Here, the equation you have is, I suspect, \(\displaystyle A= (\frac{1}{2})(B_1+ B_2)h\). That is NOT what 1005 assumed- as he said, what you wrote is ambiguous. I am assuming only the "2" is in the denominator because that looks to me like the formula for the area of a trapezoid.

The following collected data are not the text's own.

impl Renderer {
    fn new(context: &Context, game_grid: web_sys::HtmlElement) -> Renderer {
        let button = |id: &str| {
            context.document.get_element_by_id(id)
                .and_then(|c| c.dyn_into::<web_sys::HtmlButtonElement>().ok())
        };

        Renderer {
            document: context.document.clone(),
            game_grid,
            tiles: Vec::new(),
            submit_button: button("submit-button"),
            deselect_button: button("deselect-button"),
            shuffle_button: button("shuffle-button"),
            mistakes: context.html_element("mistakes"),
            solutions: context.html_element("solutions"),
            content: context.html_element("content"),
        }
    }

    fn create_tiles(&mut self, n_tiles: usize) {
        while self.tiles.len() < n_tiles {
            let index = self.tiles.len();

            let Some(&home) = ORDERED_POSITIONS.get(index)
            else {
                return;
            };

            let Some(tile) = self.document.create_element("div").ok()
                .and_then(|e| e.dyn_into::<web_sys::HtmlElement>().ok())
            else {
                console::log_1(&"Error creating tile".into());
                return;
            };

            let cell_percent = 100.0 / GRID_SIZE as f64;
            let style = tile.style();
            let _ = style.set_property(
                "left",
                &format!("{}%", home.col as f64 * cell_percent),
            );
            let _ = style.set_property(
                "top",
                &format!("{}%", home.row as f64 * cell_percent),
            );
            let _ = tile.set_attribute("data-index", &index.to_string());

            let _ = self.game_grid.append_with_node_1(&tile);

            self.tiles.push(tile);
        }
    }

    fn update_tiles(&self, board: &Board) {
        let cell_width = self.game_grid.client_width() as f64
            / GRID_SIZE as f64;
        let cell_height = self.game_grid.client_height() as f64
            / GRID_SIZE as f64;

        for (element, tile) in self.tiles.iter().zip(board.tiles.iter()) {
            let mut class = String::from("tile");

            if tile.selected {
                class.push_str(" selected");
            }

            class.push_str(match tile.status {
                TileStatus::Idle => "",
                TileStatus::Attempt => " attempt",
                TileStatus::Wrong => " wrong",
                TileStatus::Solved => " solved",
            });

            if !tile.in_play {
                class.push_str(" out-of-play");
            }

            let _ = element.set_attribute("class", &class);
            set_element_text(element, &tile.word);

            let (x, y) = tile.pixel_offset(cell_width, cell_height);
            let _ = element.style().set_property(
                "transform",
                &format!("translate({}px, {}px)", x, y),
            );
        }
    }

    fn update_solutions(&self, board: &Board) {
        let Some(solutions) = self.solutions.as_ref()
        else {
            return;
        };

        clear_element(solutions);

        for solution in board.solutions.iter() {
            let Ok(elem) = self.document.create_element("div")
            else {
                continue;
            };

            let _ = elem.set_attribute(
                "class",
                &format!("solution difficulty-{}", solution.difficulty),
            );
            set_element_text(
                &elem,
                &format!("{}: {}", solution.group, solution.words.join(", ")),
            );

            let _ = solutions.append_with_node_1(&elem);
        }
    }

    fn render(&mut self, board: &Board) {
        self.create_tiles(board.tiles.len());
        self.update_tiles(board);
        self.update_solutions(board);

        if let Some(button) = self.submit_button.as_ref() {
            button.set_disabled(!board.can_submit);
        }

        if let Some(button) = self.deselect_button.as_ref() {
            button.set_disabled(!board.can_deselect_all);
        }

        if let Some(button) = self.shuffle_button.as_ref() {
            button.set_disabled(board.ended);
        }

        if let Some(mistakes) = self.mistakes.as_ref() {
            set_element_text(
                mistakes,
                &format!(
                    "Mistakes remaining: {}",
                    "●".repeat(board.attempts_remaining),
                ),
            );
        }

        if let Some(content) = self.content.as_ref() {
            let class_list = content.class_list();

            if board.loading {
                let _ = class_list.add_1("loading");
            } else {
                let _ = class_list.remove_1("loading");
            }
        }

        if let Some(share_text) = board.share_text.as_ref() {
            if let Some(elem) = self.document.get_element_by_id(SHARE_TEXT_ID) {
                set_element_text(&elem, share_text);
            }
        }

        set_element_visibility(
            &self.document,
            "share-overlay",
            board.auto_solve_finished,
        );
    }
}

struct Grupoj {
    context: Context,
    game: Game,
    save_slot: LocalStorage,
    storage_key: String,
    sheet_url: String,
    date: GameDate,
    game_grid: web_sys::HtmlElement,

    tile_click_closure: Option<Closure::<dyn Fn(JsValue)>>,
    submit_closure: Option<Closure::<dyn Fn(JsValue)>>,
    deselect_closure: Option<Closure::<dyn Fn(JsValue)>>,
    shuffle_closure: Option<Closure::<dyn Fn(JsValue)>>,
    copy_closure: Option<Closure::<dyn Fn(JsValue)>>,

    data_response_closure: Option<PromiseClosure>,
    data_content_closure: Option<PromiseClosure>,
    data_error_closure: Option<PromiseClosure>,
}

impl Grupoj {
    fn new(context: Context, config: Config) -> Result<Box<Grupoj>, String> {
        let Some(date) = today()
        else {
            return Err("failed to get today’s date".to_string());
        };

        let Some(game_grid) = context.html_element("game-grid")
        else {
            return Err("failed to get game grid".to_string());
        };

        let seed = (js_sys::Math::random() * u64::MAX as f64) as u64;
        let mut game = Game::new(
            date.key(),
            &config,
            SmallRng::seed_from_u64(seed),
        );

        game.set_analytics(Box::new(GtagAnalytics));

        if let Some(one_away) = context.html_element("one-away-message") {
            game.set_one_away_notifier(Box::new(move || {
                set_element_text(&one_away, ONE_AWAY_MESSAGE);

                // Re-add the element to trigger the animation
                if let Some(parent) = one_away.parent_node() {
                    one_away.remove();
                    let _ = parent.append_child(&one_away);
                }
            }));
        }

        let mut renderer = Renderer::new(&context, game_grid.clone());
        game.subscribe(Box::new(move |board: &Board| renderer.render(board)));

        let save_slot = LocalStorage::new(&context);

        let mut grupoj = Box::new(Grupoj {
            context,
            game,
            save_slot,
            storage_key: config.storage_key,
            sheet_url: config.sheet_url,
            date,
            game_grid,
            tile_click_closure: None,
            submit_closure: None,
            deselect_closure: None,
            shuffle_closure: None,
            copy_closure: None,
            data_response_closure: None,
            data_content_closure: None,
            data_error_closure: None,
        });

        grupoj.create_closures();

        if let Some(session) = storage::load_session(
            &grupoj.save_slot,
            &grupoj.storage_key,
            &grupoj.date.key(),
        ) {
            grupoj.dispatch(Event::Restore(session));
        }

        grupoj.queue_data_load();

        Ok(grupoj)
    }

    fn dispatch(&mut self, event: Event) {
        self.game.apply_event(event);

        for scheduled in self.game.take_scheduled() {
            self.schedule(scheduled);
        }

        if let Some(session) = self.game.changed_session() {
            storage::save_session(
                &mut self.save_slot,
                &self.storage_key,
                &session,
            );
        }
    }

    fn schedule(&mut self, scheduled: Scheduled) {
        let grupoj_pointer = self as *mut Grupoj;
        let Scheduled { delay_ms, event } = scheduled;

        let callback = Closure::once_into_js(move || {
            let grupoj = unsafe { &mut *grupoj_pointer };
            grupoj.dispatch(Event::Timer(event));
        });

        if self.context.window
            .set_timeout_with_callback_and_timeout_and_arguments_0(
                callback.unchecked_ref(),
                delay_ms as i32,
            ).is_err()
        {
            console::log_1(&"Error setting timeout".into());
        }
    }

    fn queue_data_load(&mut self) {
        let grupoj_pointer = self as *mut Grupoj;

        let response_closure = PromiseClosure::new(move |v: JsValue| {
            let grupoj = unsafe { &mut *grupoj_pointer };

            let Ok(response) = v.dyn_into::<web_sys::Response>()
            else {
                grupoj.data_failed("Error fetching puzzle sheet");
                return;
            };

            let promise = match response.text() {
                Ok(p) => p,
                Err(_) => {
                    grupoj.data_failed("Error reading puzzle sheet");
                    return;
                },
            };

            if let (Some(content_closure), Some(error_closure)) = (
                grupoj.data_content_closure.as_ref(),
                grupoj.data_error_closure.as_ref(),
            ) {
                let _ = promise.then2(content_closure, error_closure);
            }
        });

        let content_closure = PromiseClosure::new(move |v: JsValue| {
            let grupoj = unsafe { &mut *grupoj_pointer };

            match v.as_string() {
                Some(text) => grupoj.data_loaded(&text),
                None => grupoj.data_failed("Puzzle sheet is not text"),
            }
        });

        let error_closure = PromiseClosure::new(move |_| {
            let grupoj = unsafe { &mut *grupoj_pointer };
            grupoj.data_failed("Error loading puzzle sheet");
        });

        let mut request_init = web_sys::RequestInit::new();
        request_init.cache(web_sys::RequestCache::NoCache);

        let promise = self.context.window.fetch_with_str_and_init(
            &self.sheet_url,
            &request_init,
        );

        let _ = promise.then2(&response_closure, &error_closure);

        self.data_response_closure = Some(response_closure);
        self.data_content_closure = Some(content_closure);
        self.data_error_closure = Some(error_closure);
    }

    fn data_loaded(&mut self, text: &str) {
        let groupings = sheet::parse_rows(text)
            .and_then(|rows| sheet::groupings_for_date(&rows, self.date));

        match groupings {
            Ok(groupings) => self.dispatch(Event::GroupingsLoaded(groupings)),
            Err(e) => self.data_failed(&format!("Error in puzzle sheet: {}", e)),
        }
    }

    fn data_failed(&mut self, message: &str) {
        show_error(message);
        self.dispatch(Event::GroupingsFailed);
    }

    fn create_closures(&mut self) {
        let grupoj_pointer = self as *mut Grupoj;

        let tile_click_closure = Closure::<dyn Fn(JsValue)>::new(
            move |event: JsValue| {
                let grupoj = unsafe { &mut *grupoj_pointer };
                let Ok(event) = event.dyn_into::<web_sys::Event>()
                else {
                    return;
                };
                grupoj.handle_tile_click(event);
            }
        );

        let _ = self.game_grid.add_event_listener_with_callback(
            "click",
            tile_click_closure.as_ref().unchecked_ref(),
        );

        self.tile_click_closure = Some(tile_click_closure);

        self.submit_closure = self.add_button_event(
            "submit-button",
            Event::Submit,
        );
        self.deselect_closure = self.add_button_event(
            "deselect-button",
            Event::DeselectAll,
        );
        self.shuffle_closure = self.add_button_event(
            "shuffle-button",
            Event::Shuffle,
        );

        let copy_closure = Closure::<dyn Fn(JsValue)>::new(
            move |_event: JsValue| {
                let grupoj = unsafe { &*grupoj_pointer };
                grupoj.copy_share_text();
            }
        );

        if let Some(copy_button) =
            self.context.document.get_element_by_id("copy-share")
        {
            let _ = copy_button.add_event_listener_with_callback(
                "click",
                copy_closure.as_ref().unchecked_ref(),
            );
        }

        self.copy_closure = Some(copy_closure);
    }

    fn add_button_event(
        &mut self,
        id: &str,
        event: Event,
    ) -> Option<Closure::<dyn Fn(JsValue)>> {
        let grupoj_pointer = self as *mut Grupoj;

        let button = self.context.document.get_element_by_id(id)?;

        let closure = Closure::<dyn Fn(JsValue)>::new(
            move |_event: JsValue| {
                let grupoj = unsafe { &mut *grupoj_pointer };
                grupoj.dispatch(event.clone());
            }
        );

        let _ = button.add_event_listener_with_callback(
            "click",
            closure.as_ref().unchecked_ref(),
        );

        Some(closure)
    }

    fn handle_tile_click(&mut self, event: web_sys::Event) {
        let Some(index) = event.target()
            .and_then(|target| target.dyn_into::<web_sys::Element>().ok())
            .and_then(|element| element.closest(".tile").ok().flatten())
            .and_then(|tile| tile.get_attribute("data-index"))
            .and_then(|index| index.parse::<usize>().ok())
        else {
            return;
        };

        let board = Board::new(&self.game, &ORDERED_POSITIONS);

        if let Some(event) = board.tiles.get(index)
            .and_then(|tile| tile.toggle())
        {
            self.dispatch(event);
        }
    }

    fn copy_share_text(&self) {
        let Some(share_text_elem) =
            self.context.document.get_element_by_id(SHARE_TEXT_ID)
            .and_then(|c| c.dyn_into::<web_sys::HtmlTextAreaElement>().ok())
        else {
            console::log_1(&"Error getting share text element".into());
            return;
        };

        share_text_elem.select();

        let copy_result = self.context.document.exec_command("copy");

        let _ = share_text_elem.set_selection_range(0, 0);

        if copy_result.is_err() {
            console::log_1(&"copy command failed".into());
        } else {
            set_element_visibility(
                &self.context.document,
                SHARE_TEXT_COPIED_ID,
                true,
            );
        }
    }
}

Suppose you were given a value of \(\displaystyle B_1\) and the other things on the right and wanted to find A, what would you do? The formula tells you what do do- first add \(\displaystyle B_1\) and \(\displaystyle B_2\) (because they are in parentheses) then multiply by h and then multiply by 1/2 (the order of those two is not really important). To solve for \(\displaystyle B_1\), you do the opposite of each step and in the opposite order! That is first, divide by 1/2 (which is the same as multiply by 2) and, of course, do the same thing to both sides of the equation: multiplying both sides of \(\displaystyle A= (\frac{1}{2})(B_1+ B_2)h\) by 2 gives \(\displaystyle 2A= 2(\frac{1}{2})(B_1+ B_2)h= (B_1+ B_2)h\). Now divide both sides by h: \(\displaystyle \frac{2A}{h}= (B_1+ B_2)h/h= B_1+ B_2. Finally, since the first thing you woud do in calculating A would be to add \(\displaystyle B_1\) and \(\displaystyle B_2\), the last thing you do in solving for \(\displaystyle B_1\) is subtract \(\displaystyle B_2\) from both sides: \(\displaystyle \frac{2A}{h}- B_2= (B_1+ B_2)- B_2= B_1\).\)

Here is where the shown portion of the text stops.